Ironi Barat dan Islam

Hasnan Bachtiar *
__Shohifah SM Edisi 1 – 2012

ISLAM itu adalah dua hal. Pertama, adalah agama, sedang maknanya yang lain adalah ilmu. Dua kesimpulan ini terangkum jelas dalam ayat-ayat al-Qur’an, maupun Sunnah Rasulullah sebagai cahaya-cahaya yang menerangi.

Namun sayang, sebagian golongan tidak pernah mengakui bahwa Islam itu adalah ilmu yang mulia. Bahkan, pengetahuan mereka hanya sebatas bahwa Islam hanyalah citra kebengisan, kepentingan politik dan iman masyarakat tribal, seolah belum pernah meraih peradaban. Itulah ironi, dari arogansi pengetahuan sebagian ummat. Suatu bentuk pengingkaran yang nyata.
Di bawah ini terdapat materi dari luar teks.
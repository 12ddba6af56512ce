//! Resampling: half-size, double-size, arbitrary upscaling, and rotation.
//!
//! Every operation returns a new owned image; the input is read-only. All
//! four share the border policy of the filters: kernel taps falling outside
//! the source are skipped without renormalizing, and output alpha is always
//! 255.

use crate::image::{ChannelPlanes, RasterError, RasterImage};

/// 3x3 binomial kernel used by [`half_size`], normalized by 16.
const BINOMIAL_3X3: [[f32; 3]; 3] = [[1.0, 2.0, 1.0], [2.0, 4.0, 2.0], [1.0, 2.0, 1.0]];

/// 4x4 binomial kernel used by [`resize`] and [`rotate`], normalized by 64.
const BINOMIAL_4X4: [[f32; 4]; 4] = [
    [1.0, 3.0, 3.0, 1.0],
    [3.0, 9.0, 9.0, 3.0],
    [3.0, 9.0, 9.0, 3.0],
    [1.0, 3.0, 3.0, 1.0],
];

/// 1D reconstruction filters for [`double_size`], chosen by output-coordinate
/// parity: even coordinates align with a source sample, odd ones fall
/// between two.
const EVEN_TAPS: [f32; 3] = [1.0, 2.0, 1.0];
const ODD_TAPS: [f32; 4] = [1.0, 3.0, 3.0, 1.0];

/// Normalization for the combined 2D double-size filter, indexed by
/// `(y % 2) + (x % 2)`: 1/16, 1/32, 1/64.
const DOUBLE_NORM: [f32; 3] = [0.0625, 0.03125, 0.015625];

/// Downsample to `width / 2` by `height / 2`.
///
/// Each destination pixel is the 3x3 binomial average around source
/// `(2x, 2y)`. Fails if either halved dimension reaches zero.
pub fn half_size(image: &RasterImage) -> Result<RasterImage, RasterError> {
    let out_width = image.width() / 2;
    let out_height = image.height() / 2;
    let mut out = RasterImage::new(out_width, out_height)?;

    let source = ChannelPlanes::from_image(image);
    let src_width = source.width() as i64;
    let src_height = source.height() as i64;

    for y in 0..out_height as i64 {
        for x in 0..out_width as i64 {
            let mut rgb = [0.0f32; 3];
            for ky in 0..3i64 {
                for kx in 0..3i64 {
                    let sx = 2 * x + kx - 1;
                    let sy = 2 * y + ky - 1;
                    if sx < 0 || sx >= src_width || sy < 0 || sy >= src_height {
                        continue;
                    }
                    let weight = BINOMIAL_3X3[ky as usize][kx as usize] / 16.0;
                    for (c, acc) in rgb.iter_mut().enumerate() {
                        *acc += weight * source.get(sx as usize, sy as usize, c);
                    }
                }
            }
            out.set(x as u32, y as u32, to_rgba(rgb));
        }
    }
    Ok(out)
}

/// Upsample to `width * 2` by `height * 2` with parity-dependent binomial
/// reconstruction filters.
pub fn double_size(image: &RasterImage) -> Result<RasterImage, RasterError> {
    let out_width = image.width() * 2;
    let out_height = image.height() * 2;
    let mut out = RasterImage::new(out_width, out_height)?;

    let source = ChannelPlanes::from_image(image);
    let src_width = source.width() as i64;
    let src_height = source.height() as i64;

    for y in 0..out_height as i64 {
        let y_taps: &[f32] = if y % 2 == 0 { &EVEN_TAPS } else { &ODD_TAPS };
        for x in 0..out_width as i64 {
            let x_taps: &[f32] = if x % 2 == 0 { &EVEN_TAPS } else { &ODD_TAPS };
            let norm = DOUBLE_NORM[((y % 2) + (x % 2)) as usize];

            let mut rgb = [0.0f32; 3];
            for (ky, &wy) in y_taps.iter().enumerate() {
                for (kx, &wx) in x_taps.iter().enumerate() {
                    let sx = x / 2 - 1 + kx as i64;
                    let sy = y / 2 - 1 + ky as i64;
                    if sx < 0 || sx >= src_width || sy < 0 || sy >= src_height {
                        continue;
                    }
                    let weight = wy * wx * norm;
                    for (c, acc) in rgb.iter_mut().enumerate() {
                        *acc += weight * source.get(sx as usize, sy as usize, c);
                    }
                }
            }
            out.set(x as u32, y as u32, to_rgba(rgb));
        }
    }
    Ok(out)
}

/// Upscale by `scale` using the fixed 4x4 binomial kernel around source
/// `(x / scale, y / scale)`. Only magnification is supported.
pub fn resize(image: &RasterImage, scale: f32) -> Result<RasterImage, RasterError> {
    if !scale.is_finite() || scale < 1.0 {
        return Err(RasterError::InvalidParameter(format!(
            "resize scale must be a finite value >= 1.0, got {scale}"
        )));
    }
    let out_width = (image.width() as f32 * scale) as u32;
    let out_height = (image.height() as f32 * scale) as u32;
    let mut out = RasterImage::new(out_width, out_height)?;

    let source = ChannelPlanes::from_image(image);
    for y in 0..out_height {
        for x in 0..out_width {
            let sx = (x as f32 / scale) as i64;
            let sy = (y as f32 / scale) as i64;
            let rgb = sample_4x4(&source, sx, sy);
            out.set(x, y, to_rgba(rgb));
        }
    }
    Ok(out)
}

/// Rotate clockwise by `degrees` about the origin, keeping the input
/// dimensions. Content rotated out of frame is lost; uncovered regions come
/// out black. `degrees` must be finite.
pub fn rotate(image: &RasterImage, degrees: f32) -> Result<RasterImage, RasterError> {
    if !degrees.is_finite() {
        return Err(RasterError::InvalidParameter(format!(
            "rotation angle must be finite, got {degrees}"
        )));
    }
    let mut out = RasterImage::new(image.width(), image.height())?;

    let radians = -degrees.to_radians();
    let (sin, cos) = radians.sin_cos();

    let source = ChannelPlanes::from_image(image);
    for y in 0..out.height() {
        for x in 0..out.width() {
            let fx = x as f32;
            let fy = y as f32;
            let sx = (fx * cos - fy * sin) as i64;
            let sy = (fx * sin + fy * cos) as i64;
            let rgb = sample_4x4(&source, sx, sy);
            out.set(x, y, to_rgba(rgb));
        }
    }
    Ok(out)
}

/// 4x4 binomial-weighted sample with taps at `(sx - 1 .. sx + 2)`,
/// out-of-bounds taps skipped.
fn sample_4x4(source: &ChannelPlanes, sx: i64, sy: i64) -> [f32; 3] {
    let src_width = source.width() as i64;
    let src_height = source.height() as i64;
    let mut rgb = [0.0f32; 3];
    for ky in 0..4i64 {
        for kx in 0..4i64 {
            let tx = sx - 1 + kx;
            let ty = sy - 1 + ky;
            if tx < 0 || tx >= src_width || ty < 0 || ty >= src_height {
                continue;
            }
            let weight = BINOMIAL_4X4[ky as usize][kx as usize] / 64.0;
            for (c, acc) in rgb.iter_mut().enumerate() {
                *acc += weight * source.get(tx as usize, ty as usize, c);
            }
        }
    }
    rgb
}

/// Clamp a float RGB triple and attach an opaque alpha.
#[inline]
fn to_rgba(rgb: [f32; 3]) -> [u8; 4] {
    [
        (rgb[0].clamp(0.0, 1.0) * 255.0) as u8,
        (rgb[1].clamp(0.0, 1.0) * 255.0) as u8,
        (rgb[2].clamp(0.0, 1.0) * 255.0) as u8,
        255,
    ]
}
Menggambarkan hal ini, Roger Garaudy di dalam bukunya yang terkenal, Promeses de l’Islam (1981), mencontohkan bahwa ada sebagian masyarakat yang tidak pernah mengakui kebesaran Islam. Misalnya saja, masyarakat Barat sejak abad ke 13, tidak pernah mengakui bahwa peradabannya yang sedang berkembang “sedikit” itu, sejatinya telah mewarisi dan berhutang budi pada peradaban Islam yang luhur.
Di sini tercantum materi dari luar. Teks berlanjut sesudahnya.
//! Normalized floating-point staging buffer.
//!
//! Convolution, resampling and error diffusion all work on a transient
//! `width * height * 3` array of f32 samples in [0, 1] (alpha dropped),
//! created from a [`RasterImage`] and written back when the operation
//! completes. The buffer is owned by a single operation and never escapes it.

use super::buffer::{RasterImage, BYTES_PER_PIXEL};

/// Interleaved RGB float samples in [0, 1], row-major.
#[derive(Debug, Clone)]
pub struct ChannelPlanes {
    width: usize,
    height: usize,
    samples: Vec<f32>,
}

impl ChannelPlanes {
    /// Stage the RGB channels of `image` as normalized floats.
    pub fn from_image(image: &RasterImage) -> Self {
        let width = image.width() as usize;
        let height = image.height() as usize;
        let mut samples = Vec::with_capacity(width * height * 3);
        for px in image.as_bytes().chunks_exact(BYTES_PER_PIXEL) {
            samples.push(px[0] as f32 / 255.0);
            samples.push(px[1] as f32 / 255.0);
            samples.push(px[2] as f32 / 255.0);
        }
        Self {
            width,
            height,
            samples,
        }
    }

    /// A zeroed buffer with the same dimensions as `image`.
    pub fn zeroed_like(image: &RasterImage) -> Self {
        let width = image.width() as usize;
        let height = image.height() as usize;
        Self {
            width,
            height,
            samples: vec![0.0; width * height * 3],
        }
    }

    pub fn width(&self) -> usize {
        self.width
    }

    pub fn height(&self) -> usize {
        self.height
    }

    #[inline]
    fn index(&self, x: usize, y: usize, channel: usize) -> usize {
        debug_assert!(x < self.width && y < self.height && channel < 3);
        (y * self.width + x) * 3 + channel
    }

    #[inline]
    pub fn get(&self, x: usize, y: usize, channel: usize) -> f32 {
        self.samples[self.index(x, y, channel)]
    }

    #[inline]
    pub fn set(&mut self, x: usize, y: usize, channel: usize, value: f32) {
        let i = self.index(x, y, channel);
        self.samples[i] = value;
    }

    #[inline]
    pub fn add(&mut self, x: usize, y: usize, channel: usize, delta: f32) {
        let i = self.index(x, y, channel);
        self.samples[i] += delta;
    }

    /// Write the staged samples back over the image's RGB channels,
    /// scaling to [0, 255] with a saturating truncation. Alpha is untouched.
    ///
    /// # Panics
    ///
    /// Panics if `image` does not have the dimensions this buffer was
    /// created with.
    pub fn write_back(&self, image: &mut RasterImage) {
        assert_eq!(image.width() as usize, self.width);
        assert_eq!(image.height() as usize, self.height);
        for (px, rgb) in image
            .as_bytes_mut()
            .chunks_exact_mut(BYTES_PER_PIXEL)
            .zip(self.samples.chunks_exact(3))
        {
            px[0] = (rgb[0] * 255.0) as u8;
            px[1] = (rgb[1] * 255.0) as u8;
            px[2] = (rgb[2] * 255.0) as u8;
        }
    }
}
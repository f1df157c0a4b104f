// Environment-sourced configuration, read once at boot.
use std::path::PathBuf;
use std::str::FromStr;

/// Fixed local port HTTP-serving exercises bind to.
pub const DEFAULT_SERVER_PORT: u16 = 3000;

/// Read `key` and parse it, falling back to `default` when unset or unparseable.
pub fn env_or<T: FromStr>(key: &str, default: T) -> T {
    std::env::var(key)
        .ok()
        .and_then(|value| value.trim().parse().ok())
        .unwrap_or(default)
}

/// Boolean variant accepting the usual spellings (`1`, `true`, `yes`, `on`, ...).
pub fn env_flag(key: &str, default: bool) -> bool {
    match std::env::var(key) {
        Ok(value) => parse_flag(&value).unwrap_or(default),
        Err(_) => default,
    }
}

fn parse_flag(value: &str) -> Option<bool> {
    match value.trim().to_ascii_lowercase().as_str() {
        "1" | "t" | "true" | "yes" | "on" => Some(true),
        "0" | "f" | "false" | "no" | "off" => Some(false),
        _ => None,
    }
}

/// Container limits and policy for the isolated sandbox.
#[derive(Debug, Clone, PartialEq)]
pub struct SandboxConfig {
    pub enabled: bool,
    /// Memory ceiling for plain runs, in bytes. Test runs get twice this.
    pub memory_limit: i64,
    /// CPU quota per `cpu_period` microseconds.
    pub cpu_quota: i64,
    pub cpu_period: i64,
    pub execution_timeout_secs: u64,
    pub network_disabled: bool,
    pub read_only_root_fs: bool,
}

impl Default for SandboxConfig {
    fn default() -> Self {
        Self {
            enabled: true,
            memory_limit: 128 * 1024 * 1024,
            cpu_quota: 50_000,
            cpu_period: 100_000,
            execution_timeout_secs: 30,
            network_disabled: true,
            read_only_root_fs: false,
        }
    }
}

impl SandboxConfig {
    pub fn from_env() -> Self {
        let defaults = Self::default();
        Self {
            enabled: env_flag("DOCKER_ENABLED", defaults.enabled),
            memory_limit: env_or("DOCKER_MEMORY_LIMIT", defaults.memory_limit),
            cpu_quota: env_or("DOCKER_CPU_LIMIT", defaults.cpu_quota),
            cpu_period: defaults.cpu_period,
            execution_timeout_secs: env_or("DOCKER_EXECUTION_TIMEOUT", defaults.execution_timeout_secs),
            network_disabled: env_flag("DOCKER_NETWORK_DISABLED", defaults.network_disabled),
            read_only_root_fs: env_flag("DOCKER_READONLY_ROOTFS", defaults.read_only_root_fs),
        }
    }
}

/// Where exercises live and how submissions are launched.
#[derive(Debug, Clone, PartialEq)]
pub struct EngineConfig {
    pub modules_path: PathBuf,
    /// Shared build recipe, stored as `Dockerfile` in every build context.
    pub recipe_path: PathBuf,
    /// Module ids treated as one-shot function exercises.
    pub function_modules: Vec<String>,
    /// Interpreter used by the direct process runner.
    pub runtime_bin: String,
    /// Test framework invocation used by the direct process runner.
    pub test_command: Vec<String>,
    pub server_port: u16,
}

impl Default for EngineConfig {
    fn default() -> Self {
        Self {
            modules_path: PathBuf::from("modules"),
            recipe_path: PathBuf::from("Dockerfile.module-runner"),
            function_modules: vec!["module-1".to_string()],
            runtime_bin: "node".to_string(),
            test_command: ["npx", "mocha", "test.js", "--reporter", "json"]
                .iter()
                .map(|s| s.to_string())
                .collect(),
            server_port: DEFAULT_SERVER_PORT,
        }
    }
}

impl EngineConfig {
    pub fn from_env() -> Self {
        let defaults = Self::default();

        let function_modules = std::env::var("FUNCTION_MODULES")
            .map(|raw| {
                raw.split(',')
                    .map(str::trim)
                    .filter(|id| !id.is_empty())
                    .map(str::to_string)
                    .collect()
            })
            .unwrap_or(defaults.function_modules);

        let test_command = std::env::var("TEST_COMMAND")
            .ok()
            .map(|raw| raw.split_whitespace().map(str::to_string).collect::<Vec<_>>())
            .filter(|cmd| !cmd.is_empty())
            .unwrap_or(defaults.test_command);

        Self {
            modules_path: std::env::var("MODULES_PATH")
                .map(PathBuf::from)
                .unwrap_or(defaults.modules_path),
            recipe_path: std::env::var("MODULE_RUNNER_DOCKERFILE")
                .map(PathBuf::from)
                .unwrap_or(defaults.recipe_path),
            function_modules,
            runtime_bin: std::env::var("RUNTIME_BIN").unwrap_or(defaults.runtime_bin),
            test_command,
            server_port: env_or("SERVER_PORT", defaults.server_port),
        }
    }

    pub fn is_function_module(&self, module_id: &str) -> bool {
        self.function_modules.iter().any(|id| id == module_id)
    }
}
Dalam buku dengan isi yang sama, namun berjudul L’Islam habite nore avenir, seorang filsuf Perancis ini mengungkapkan kekecewaannya pada peradaban Barat bahwa, “Telah sampai waktunya untuk insyaf, karena perkembangan Barat mendorong kita untuk hidup tanpa tujuan dan kematian. Mereka membenarkan dirinya dalam suatu kebudayaan dan ideologi yang keji” (1981: 17).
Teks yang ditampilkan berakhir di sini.